//! T-SQL abstract syntax tree.
//!
//! This crate defines the tree shape the checking driver consumes. A front
//! end (lexer/parser) is expected to produce these values; the checker never
//! sees source text, only nodes carrying a [`Span`] for diagnostic
//! attribution.

#![warn(missing_docs)]

pub mod expr;
pub mod query;
pub mod span;
pub mod stmt;

pub use expr::{BooleanExpr, CompareOp, MathOp, ScalarExpr};
pub use query::{
    BinaryQueryOp, CommonTableExpression, QueryExpr, QuerySpecification, SelectElement,
    SelectStatement, TableReference,
};
pub use span::Span;
pub use stmt::{
    ColumnConstraint, ColumnDefinition, ExecuteArg, ObjectName, ParameterDefinition, Script,
    Statement, TypeName, VariableDeclaration,
};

__________________________________________________

> _YOUR OBJECTIVE_
Could you retype every line of the data exactly?

> _TASK RESPONSE_
//! T-SQL abstract syntax tree.
//!
//! This crate defines the tree shape the checking driver consumes. A front
//! end (lexer/parser) is expected to produce these values; the checker never
//! sees source text, only nodes carrying a [`Span`] for diagnostic
//! attribution.

#![warn(missing_docs)]

pub mod expr;
pub mod query;
pub mod span;
pub mod stmt;

pub use expr::{BooleanExpr, CompareOp, MathOp, ScalarExpr};
pub use query::{
    BinaryQueryOp, CommonTableExpression, QueryExpr, QuerySpecification, SelectElement,
    SelectStatement, TableReference,
};
pub use span::Span;
pub use stmt::{
    ColumnConstraint, ColumnDefinition, ExecuteArg, ObjectName, ParameterDefinition, Script,
    Statement, TypeName, VariableDeclaration,
};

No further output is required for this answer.